PROBLEM: At the line with "pub enum Rejection", start repeating the data, and continue line by line through the final line, exactly.

Stored items
....................
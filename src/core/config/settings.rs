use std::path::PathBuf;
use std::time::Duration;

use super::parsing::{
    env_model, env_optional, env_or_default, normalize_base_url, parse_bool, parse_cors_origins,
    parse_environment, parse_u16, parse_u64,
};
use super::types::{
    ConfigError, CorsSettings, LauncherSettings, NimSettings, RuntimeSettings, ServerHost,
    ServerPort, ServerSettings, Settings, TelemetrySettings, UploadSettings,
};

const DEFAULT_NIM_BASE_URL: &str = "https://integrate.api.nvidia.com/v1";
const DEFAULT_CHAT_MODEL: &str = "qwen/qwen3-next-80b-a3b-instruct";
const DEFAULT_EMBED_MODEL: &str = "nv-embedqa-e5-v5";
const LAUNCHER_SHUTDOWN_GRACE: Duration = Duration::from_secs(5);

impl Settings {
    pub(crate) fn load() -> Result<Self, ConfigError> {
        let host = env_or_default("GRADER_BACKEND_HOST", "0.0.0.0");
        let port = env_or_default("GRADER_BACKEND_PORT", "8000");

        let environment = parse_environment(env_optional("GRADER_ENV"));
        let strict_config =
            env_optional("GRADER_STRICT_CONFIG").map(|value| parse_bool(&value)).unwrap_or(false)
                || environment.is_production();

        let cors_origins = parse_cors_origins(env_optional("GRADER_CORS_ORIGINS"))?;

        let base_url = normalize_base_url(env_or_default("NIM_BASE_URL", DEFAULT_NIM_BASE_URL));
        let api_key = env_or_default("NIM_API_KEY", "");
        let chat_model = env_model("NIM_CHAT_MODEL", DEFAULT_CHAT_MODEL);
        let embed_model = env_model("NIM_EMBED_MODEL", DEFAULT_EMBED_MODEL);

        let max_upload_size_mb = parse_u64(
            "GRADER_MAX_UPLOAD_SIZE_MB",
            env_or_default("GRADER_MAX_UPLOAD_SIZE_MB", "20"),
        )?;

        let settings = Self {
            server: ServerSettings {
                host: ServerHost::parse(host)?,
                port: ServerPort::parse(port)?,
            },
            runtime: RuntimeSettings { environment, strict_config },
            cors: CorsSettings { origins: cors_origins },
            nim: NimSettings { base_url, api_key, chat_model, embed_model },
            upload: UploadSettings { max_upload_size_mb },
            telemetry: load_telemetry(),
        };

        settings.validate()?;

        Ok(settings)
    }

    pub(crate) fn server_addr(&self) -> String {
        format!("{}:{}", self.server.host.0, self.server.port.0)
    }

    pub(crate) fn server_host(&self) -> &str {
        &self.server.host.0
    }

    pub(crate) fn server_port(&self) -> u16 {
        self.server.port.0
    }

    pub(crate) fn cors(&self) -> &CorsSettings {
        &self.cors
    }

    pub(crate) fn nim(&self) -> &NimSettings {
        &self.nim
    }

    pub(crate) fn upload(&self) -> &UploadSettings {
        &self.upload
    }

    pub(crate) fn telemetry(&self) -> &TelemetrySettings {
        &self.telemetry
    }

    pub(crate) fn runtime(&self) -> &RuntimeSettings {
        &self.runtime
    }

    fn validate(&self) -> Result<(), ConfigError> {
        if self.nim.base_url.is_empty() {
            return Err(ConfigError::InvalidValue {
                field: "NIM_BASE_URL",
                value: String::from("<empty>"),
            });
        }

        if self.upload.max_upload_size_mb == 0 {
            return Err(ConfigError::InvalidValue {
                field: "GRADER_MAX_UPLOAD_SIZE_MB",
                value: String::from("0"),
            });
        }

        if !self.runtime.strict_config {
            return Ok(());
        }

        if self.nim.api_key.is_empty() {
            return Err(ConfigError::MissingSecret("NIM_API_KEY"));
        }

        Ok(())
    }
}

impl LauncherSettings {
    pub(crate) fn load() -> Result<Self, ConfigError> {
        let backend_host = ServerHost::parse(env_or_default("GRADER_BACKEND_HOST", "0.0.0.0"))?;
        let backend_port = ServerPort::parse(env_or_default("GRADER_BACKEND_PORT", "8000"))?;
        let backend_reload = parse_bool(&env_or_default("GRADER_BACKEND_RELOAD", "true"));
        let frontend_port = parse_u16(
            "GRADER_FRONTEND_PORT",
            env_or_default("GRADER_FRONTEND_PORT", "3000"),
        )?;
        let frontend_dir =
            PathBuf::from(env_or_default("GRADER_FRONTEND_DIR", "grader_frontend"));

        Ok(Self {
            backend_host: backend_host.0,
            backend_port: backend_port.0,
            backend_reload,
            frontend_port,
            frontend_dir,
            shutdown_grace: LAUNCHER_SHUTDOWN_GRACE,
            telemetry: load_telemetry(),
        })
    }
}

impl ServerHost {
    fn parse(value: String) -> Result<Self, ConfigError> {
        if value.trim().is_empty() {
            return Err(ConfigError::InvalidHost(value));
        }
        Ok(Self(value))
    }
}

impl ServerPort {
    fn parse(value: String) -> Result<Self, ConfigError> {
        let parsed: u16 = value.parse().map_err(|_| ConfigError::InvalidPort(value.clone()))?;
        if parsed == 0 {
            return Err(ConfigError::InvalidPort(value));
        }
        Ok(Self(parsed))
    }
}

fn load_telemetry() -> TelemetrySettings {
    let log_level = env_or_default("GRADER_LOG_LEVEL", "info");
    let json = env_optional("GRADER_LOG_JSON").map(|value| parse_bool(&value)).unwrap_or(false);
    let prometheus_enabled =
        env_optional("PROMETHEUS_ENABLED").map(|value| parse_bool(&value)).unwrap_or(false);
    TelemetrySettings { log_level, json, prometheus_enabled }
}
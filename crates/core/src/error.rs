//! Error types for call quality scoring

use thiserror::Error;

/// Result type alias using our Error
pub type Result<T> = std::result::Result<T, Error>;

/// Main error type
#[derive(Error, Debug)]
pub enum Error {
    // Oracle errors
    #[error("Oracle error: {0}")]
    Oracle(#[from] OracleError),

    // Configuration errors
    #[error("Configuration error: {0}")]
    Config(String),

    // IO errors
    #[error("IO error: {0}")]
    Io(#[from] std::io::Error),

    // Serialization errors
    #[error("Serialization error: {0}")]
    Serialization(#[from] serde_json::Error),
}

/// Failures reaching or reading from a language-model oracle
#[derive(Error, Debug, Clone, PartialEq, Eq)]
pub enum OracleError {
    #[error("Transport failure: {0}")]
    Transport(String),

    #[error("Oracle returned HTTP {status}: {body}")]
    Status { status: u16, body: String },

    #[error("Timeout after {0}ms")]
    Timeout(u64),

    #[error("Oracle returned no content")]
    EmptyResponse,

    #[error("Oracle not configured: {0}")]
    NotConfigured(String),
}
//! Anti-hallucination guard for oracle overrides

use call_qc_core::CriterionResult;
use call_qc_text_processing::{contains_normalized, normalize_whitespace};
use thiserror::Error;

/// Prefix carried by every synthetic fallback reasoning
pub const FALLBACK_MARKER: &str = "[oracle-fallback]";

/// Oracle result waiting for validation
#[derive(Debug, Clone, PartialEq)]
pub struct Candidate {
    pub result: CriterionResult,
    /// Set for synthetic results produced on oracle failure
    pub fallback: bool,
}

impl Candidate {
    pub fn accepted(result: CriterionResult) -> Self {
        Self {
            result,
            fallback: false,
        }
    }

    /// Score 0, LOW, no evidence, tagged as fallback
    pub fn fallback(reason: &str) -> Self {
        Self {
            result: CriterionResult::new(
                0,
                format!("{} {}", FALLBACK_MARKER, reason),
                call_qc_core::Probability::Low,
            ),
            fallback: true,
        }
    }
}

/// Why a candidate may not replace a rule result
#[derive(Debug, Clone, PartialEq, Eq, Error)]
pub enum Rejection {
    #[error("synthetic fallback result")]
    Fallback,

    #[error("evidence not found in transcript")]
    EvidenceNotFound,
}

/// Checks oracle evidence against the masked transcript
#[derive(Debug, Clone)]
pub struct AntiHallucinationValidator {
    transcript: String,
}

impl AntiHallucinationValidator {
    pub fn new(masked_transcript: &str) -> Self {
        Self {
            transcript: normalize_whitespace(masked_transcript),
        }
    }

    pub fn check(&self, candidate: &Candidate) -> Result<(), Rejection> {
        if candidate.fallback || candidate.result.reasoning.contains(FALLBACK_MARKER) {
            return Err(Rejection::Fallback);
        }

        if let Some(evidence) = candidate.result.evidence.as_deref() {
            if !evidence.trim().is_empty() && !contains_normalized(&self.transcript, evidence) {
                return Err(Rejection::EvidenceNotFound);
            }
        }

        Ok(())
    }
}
....................
WRITTEN REPLY:
pub enum Rejection {
    #[error("synthetic fallback result")]
    Fallback,

    #[error("evidence not found in transcript")]
    EvidenceNotFound,
}

/// Checks oracle evidence against the masked transcript
#[derive(Debug, Clone)]
pub struct AntiHallucinationValidator {
    transcript: String,
}

impl AntiHallucinationValidator {
    pub fn new(masked_transcript: &str) -> Self {
        Self {
            transcript: normalize_whitespace(masked_transcript),
        }
    }

    pub fn check(&self, candidate: &Candidate) -> Result<(), Rejection> {
        if candidate.fallback || candidate.result.reasoning.contains(FALLBACK_MARKER) {
            return Err(Rejection::Fallback);
        }

        if let Some(evidence) = candidate.result.evidence.as_deref() {
            if !evidence.trim().is_empty() && !contains_normalized(&self.transcript, evidence) {
                return Err(Rejection::EvidenceNotFound);
            }
        }

        Ok(())
    }
}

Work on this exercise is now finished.